Of the lines in the data below, write out exactly those from the one holding "use std::ops;" through the one holding "path.resize(end.len(), 0);", both included.
::: Data for this task :::
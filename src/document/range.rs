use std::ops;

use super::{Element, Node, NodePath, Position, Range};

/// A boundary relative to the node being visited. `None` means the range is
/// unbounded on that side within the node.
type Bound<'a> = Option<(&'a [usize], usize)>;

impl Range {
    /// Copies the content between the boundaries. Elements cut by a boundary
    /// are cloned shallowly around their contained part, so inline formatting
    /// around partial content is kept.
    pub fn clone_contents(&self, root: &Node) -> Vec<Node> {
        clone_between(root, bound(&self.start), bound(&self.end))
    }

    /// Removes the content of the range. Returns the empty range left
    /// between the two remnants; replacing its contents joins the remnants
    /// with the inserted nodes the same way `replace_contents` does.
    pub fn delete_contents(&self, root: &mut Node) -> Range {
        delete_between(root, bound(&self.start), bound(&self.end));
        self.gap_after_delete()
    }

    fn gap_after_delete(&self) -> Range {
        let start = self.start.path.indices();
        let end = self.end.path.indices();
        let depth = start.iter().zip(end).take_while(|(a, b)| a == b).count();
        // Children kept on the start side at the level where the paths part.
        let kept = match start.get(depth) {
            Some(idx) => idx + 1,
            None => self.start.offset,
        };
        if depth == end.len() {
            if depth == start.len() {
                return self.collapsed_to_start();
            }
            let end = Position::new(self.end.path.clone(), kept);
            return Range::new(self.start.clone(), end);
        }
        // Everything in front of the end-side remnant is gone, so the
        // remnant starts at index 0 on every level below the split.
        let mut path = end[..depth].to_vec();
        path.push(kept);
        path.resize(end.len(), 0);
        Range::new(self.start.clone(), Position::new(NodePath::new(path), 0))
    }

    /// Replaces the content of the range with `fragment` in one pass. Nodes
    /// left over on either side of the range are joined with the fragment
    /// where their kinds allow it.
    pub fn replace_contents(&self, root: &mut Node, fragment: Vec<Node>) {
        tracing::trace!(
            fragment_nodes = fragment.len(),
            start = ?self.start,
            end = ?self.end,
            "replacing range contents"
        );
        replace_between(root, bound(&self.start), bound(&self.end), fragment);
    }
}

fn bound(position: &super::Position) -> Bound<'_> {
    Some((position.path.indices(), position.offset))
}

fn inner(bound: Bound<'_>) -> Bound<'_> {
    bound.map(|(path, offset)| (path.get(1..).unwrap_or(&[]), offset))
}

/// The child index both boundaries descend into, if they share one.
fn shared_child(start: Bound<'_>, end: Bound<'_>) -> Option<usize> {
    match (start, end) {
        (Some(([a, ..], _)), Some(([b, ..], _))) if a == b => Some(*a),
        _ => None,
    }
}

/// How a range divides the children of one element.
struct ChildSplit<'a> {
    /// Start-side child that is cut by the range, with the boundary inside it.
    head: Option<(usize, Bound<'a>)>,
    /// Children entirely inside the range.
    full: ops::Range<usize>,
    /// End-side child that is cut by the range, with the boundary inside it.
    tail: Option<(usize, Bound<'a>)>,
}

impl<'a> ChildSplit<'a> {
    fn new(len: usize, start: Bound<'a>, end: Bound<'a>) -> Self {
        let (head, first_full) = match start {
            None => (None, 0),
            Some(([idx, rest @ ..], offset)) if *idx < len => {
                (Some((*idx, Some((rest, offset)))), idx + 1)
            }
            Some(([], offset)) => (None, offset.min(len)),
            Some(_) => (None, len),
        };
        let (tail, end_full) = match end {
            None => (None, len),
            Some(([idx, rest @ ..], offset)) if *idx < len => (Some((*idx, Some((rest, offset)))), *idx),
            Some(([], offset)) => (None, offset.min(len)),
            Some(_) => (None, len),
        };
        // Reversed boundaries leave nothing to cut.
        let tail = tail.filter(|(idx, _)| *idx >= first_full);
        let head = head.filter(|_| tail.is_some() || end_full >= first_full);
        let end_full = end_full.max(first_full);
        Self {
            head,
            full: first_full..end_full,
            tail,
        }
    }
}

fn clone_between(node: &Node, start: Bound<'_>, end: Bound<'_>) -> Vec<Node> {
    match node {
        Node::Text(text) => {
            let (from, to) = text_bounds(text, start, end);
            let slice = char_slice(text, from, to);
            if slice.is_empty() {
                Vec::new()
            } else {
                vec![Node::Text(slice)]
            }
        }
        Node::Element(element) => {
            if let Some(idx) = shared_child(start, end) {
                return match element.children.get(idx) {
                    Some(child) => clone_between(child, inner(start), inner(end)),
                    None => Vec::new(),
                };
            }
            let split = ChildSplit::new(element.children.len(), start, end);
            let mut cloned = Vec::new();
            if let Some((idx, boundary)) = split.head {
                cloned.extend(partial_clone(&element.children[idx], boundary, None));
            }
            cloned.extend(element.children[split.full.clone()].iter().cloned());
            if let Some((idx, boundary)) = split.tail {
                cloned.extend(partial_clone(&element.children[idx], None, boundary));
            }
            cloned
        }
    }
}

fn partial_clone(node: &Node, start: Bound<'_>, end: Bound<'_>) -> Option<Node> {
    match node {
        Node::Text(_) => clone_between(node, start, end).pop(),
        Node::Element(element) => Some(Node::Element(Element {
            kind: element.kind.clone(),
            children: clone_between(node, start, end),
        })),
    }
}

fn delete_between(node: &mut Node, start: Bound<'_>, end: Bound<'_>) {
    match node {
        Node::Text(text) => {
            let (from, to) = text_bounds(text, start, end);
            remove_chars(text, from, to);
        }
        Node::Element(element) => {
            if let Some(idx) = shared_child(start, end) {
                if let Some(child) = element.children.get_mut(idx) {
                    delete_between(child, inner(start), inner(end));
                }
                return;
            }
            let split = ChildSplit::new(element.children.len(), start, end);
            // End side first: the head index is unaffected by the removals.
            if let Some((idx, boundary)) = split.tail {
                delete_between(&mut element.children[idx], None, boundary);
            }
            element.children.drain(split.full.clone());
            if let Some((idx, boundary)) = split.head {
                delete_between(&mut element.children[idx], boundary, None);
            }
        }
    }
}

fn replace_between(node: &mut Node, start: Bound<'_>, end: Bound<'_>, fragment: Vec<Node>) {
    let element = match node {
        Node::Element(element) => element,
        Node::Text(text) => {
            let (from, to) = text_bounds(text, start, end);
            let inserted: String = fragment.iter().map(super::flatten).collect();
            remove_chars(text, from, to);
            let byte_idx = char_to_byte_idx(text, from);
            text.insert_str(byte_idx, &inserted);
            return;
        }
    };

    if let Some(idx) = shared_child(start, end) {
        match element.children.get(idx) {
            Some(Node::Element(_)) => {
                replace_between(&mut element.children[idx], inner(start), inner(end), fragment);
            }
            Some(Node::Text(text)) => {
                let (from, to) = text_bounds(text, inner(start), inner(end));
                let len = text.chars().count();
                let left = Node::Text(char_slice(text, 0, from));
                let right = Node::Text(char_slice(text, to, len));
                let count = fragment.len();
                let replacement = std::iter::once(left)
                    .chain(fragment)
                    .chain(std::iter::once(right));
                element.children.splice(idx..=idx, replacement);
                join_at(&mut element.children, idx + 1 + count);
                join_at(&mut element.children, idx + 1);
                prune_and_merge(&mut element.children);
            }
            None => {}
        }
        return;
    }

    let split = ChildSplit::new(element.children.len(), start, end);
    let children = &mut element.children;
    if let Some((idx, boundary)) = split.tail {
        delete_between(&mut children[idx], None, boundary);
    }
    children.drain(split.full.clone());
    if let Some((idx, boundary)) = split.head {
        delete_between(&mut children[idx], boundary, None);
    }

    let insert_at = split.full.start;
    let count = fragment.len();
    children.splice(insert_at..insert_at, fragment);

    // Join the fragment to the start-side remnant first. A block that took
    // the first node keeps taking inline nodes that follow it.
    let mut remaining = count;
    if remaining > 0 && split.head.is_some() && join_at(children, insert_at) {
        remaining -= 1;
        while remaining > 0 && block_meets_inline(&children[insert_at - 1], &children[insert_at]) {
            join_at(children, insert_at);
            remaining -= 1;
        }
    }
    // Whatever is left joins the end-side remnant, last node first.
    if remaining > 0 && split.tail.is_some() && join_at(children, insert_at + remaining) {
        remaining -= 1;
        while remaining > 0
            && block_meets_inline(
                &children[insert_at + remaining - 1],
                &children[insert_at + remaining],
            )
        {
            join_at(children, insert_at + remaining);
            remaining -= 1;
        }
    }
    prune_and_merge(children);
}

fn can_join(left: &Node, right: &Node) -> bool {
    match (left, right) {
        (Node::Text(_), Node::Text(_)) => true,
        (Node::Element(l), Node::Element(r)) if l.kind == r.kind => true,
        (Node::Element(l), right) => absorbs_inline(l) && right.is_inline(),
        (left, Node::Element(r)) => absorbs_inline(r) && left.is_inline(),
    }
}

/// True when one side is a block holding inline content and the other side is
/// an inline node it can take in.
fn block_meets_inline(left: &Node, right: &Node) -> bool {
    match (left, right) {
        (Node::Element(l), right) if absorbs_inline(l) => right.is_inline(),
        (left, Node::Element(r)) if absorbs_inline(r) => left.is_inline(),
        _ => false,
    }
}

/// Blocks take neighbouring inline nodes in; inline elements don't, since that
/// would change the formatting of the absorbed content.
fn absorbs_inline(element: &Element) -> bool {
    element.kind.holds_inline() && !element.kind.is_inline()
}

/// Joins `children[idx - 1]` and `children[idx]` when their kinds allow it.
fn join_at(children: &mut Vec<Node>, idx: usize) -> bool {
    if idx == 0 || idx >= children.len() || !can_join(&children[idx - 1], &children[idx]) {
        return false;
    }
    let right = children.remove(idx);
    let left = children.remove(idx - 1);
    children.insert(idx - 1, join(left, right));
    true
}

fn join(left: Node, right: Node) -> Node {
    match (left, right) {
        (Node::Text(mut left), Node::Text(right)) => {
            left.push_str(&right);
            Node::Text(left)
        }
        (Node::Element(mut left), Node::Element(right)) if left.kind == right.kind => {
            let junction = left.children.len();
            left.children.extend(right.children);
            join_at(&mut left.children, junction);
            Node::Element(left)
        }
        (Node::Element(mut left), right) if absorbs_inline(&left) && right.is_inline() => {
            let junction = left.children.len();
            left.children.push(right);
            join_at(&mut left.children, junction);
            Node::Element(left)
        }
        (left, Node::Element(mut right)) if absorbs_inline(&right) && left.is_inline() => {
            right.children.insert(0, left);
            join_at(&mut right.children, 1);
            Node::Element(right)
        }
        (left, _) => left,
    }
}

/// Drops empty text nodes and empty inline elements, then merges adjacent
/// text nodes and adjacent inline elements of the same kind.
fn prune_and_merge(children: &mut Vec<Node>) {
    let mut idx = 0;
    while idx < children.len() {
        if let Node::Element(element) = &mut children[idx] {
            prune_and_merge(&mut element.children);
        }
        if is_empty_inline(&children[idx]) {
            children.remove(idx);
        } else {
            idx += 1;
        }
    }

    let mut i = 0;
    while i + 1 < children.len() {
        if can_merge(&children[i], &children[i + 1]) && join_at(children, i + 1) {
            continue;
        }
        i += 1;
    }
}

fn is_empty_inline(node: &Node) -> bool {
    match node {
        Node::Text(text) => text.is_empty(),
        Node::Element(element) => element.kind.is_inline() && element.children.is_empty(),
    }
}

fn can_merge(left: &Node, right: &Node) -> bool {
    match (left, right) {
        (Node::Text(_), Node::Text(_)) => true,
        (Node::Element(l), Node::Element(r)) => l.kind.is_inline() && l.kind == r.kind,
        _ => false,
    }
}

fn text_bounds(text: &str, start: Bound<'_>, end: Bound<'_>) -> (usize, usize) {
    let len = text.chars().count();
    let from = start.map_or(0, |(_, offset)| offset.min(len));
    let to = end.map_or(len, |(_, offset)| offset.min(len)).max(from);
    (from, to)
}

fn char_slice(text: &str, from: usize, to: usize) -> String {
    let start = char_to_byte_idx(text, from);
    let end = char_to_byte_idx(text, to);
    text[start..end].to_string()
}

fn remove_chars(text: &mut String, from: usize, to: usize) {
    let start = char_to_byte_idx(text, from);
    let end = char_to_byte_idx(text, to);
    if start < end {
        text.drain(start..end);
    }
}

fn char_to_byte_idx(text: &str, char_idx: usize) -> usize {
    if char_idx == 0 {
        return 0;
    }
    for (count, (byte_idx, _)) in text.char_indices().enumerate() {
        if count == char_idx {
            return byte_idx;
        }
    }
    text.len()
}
:::
### Solution to this problem:
use std::ops;

use super::{Element, Node, NodePath, Position, Range};

/// A boundary relative to the node being visited. `None` means the range is
/// unbounded on that side within the node.
type Bound<'a> = Option<(&'a [usize], usize)>;

impl Range {
    /// Copies the content between the boundaries. Elements cut by a boundary
    /// are cloned shallowly around their contained part, so inline formatting
    /// around partial content is kept.
    pub fn clone_contents(&self, root: &Node) -> Vec<Node> {
        clone_between(root, bound(&self.start), bound(&self.end))
    }

    /// Removes the content of the range. Returns the empty range left
    /// between the two remnants; replacing its contents joins the remnants
    /// with the inserted nodes the same way `replace_contents` does.
    pub fn delete_contents(&self, root: &mut Node) -> Range {
        delete_between(root, bound(&self.start), bound(&self.end));
        self.gap_after_delete()
    }

    fn gap_after_delete(&self) -> Range {
        let start = self.start.path.indices();
        let end = self.end.path.indices();
        let depth = start.iter().zip(end).take_while(|(a, b)| a == b).count();
        // Children kept on the start side at the level where the paths part.
        let kept = match start.get(depth) {
            Some(idx) => idx + 1,
            None => self.start.offset,
        };
        if depth == end.len() {
            if depth == start.len() {
                return self.collapsed_to_start();
            }
            let end = Position::new(self.end.path.clone(), kept);
            return Range::new(self.start.clone(), end);
        }
        // Everything in front of the end-side remnant is gone, so the
        // remnant starts at index 0 on every level below the split.
        let mut path = end[..depth].to_vec();
        path.push(kept);
        path.resize(end.len(), 0);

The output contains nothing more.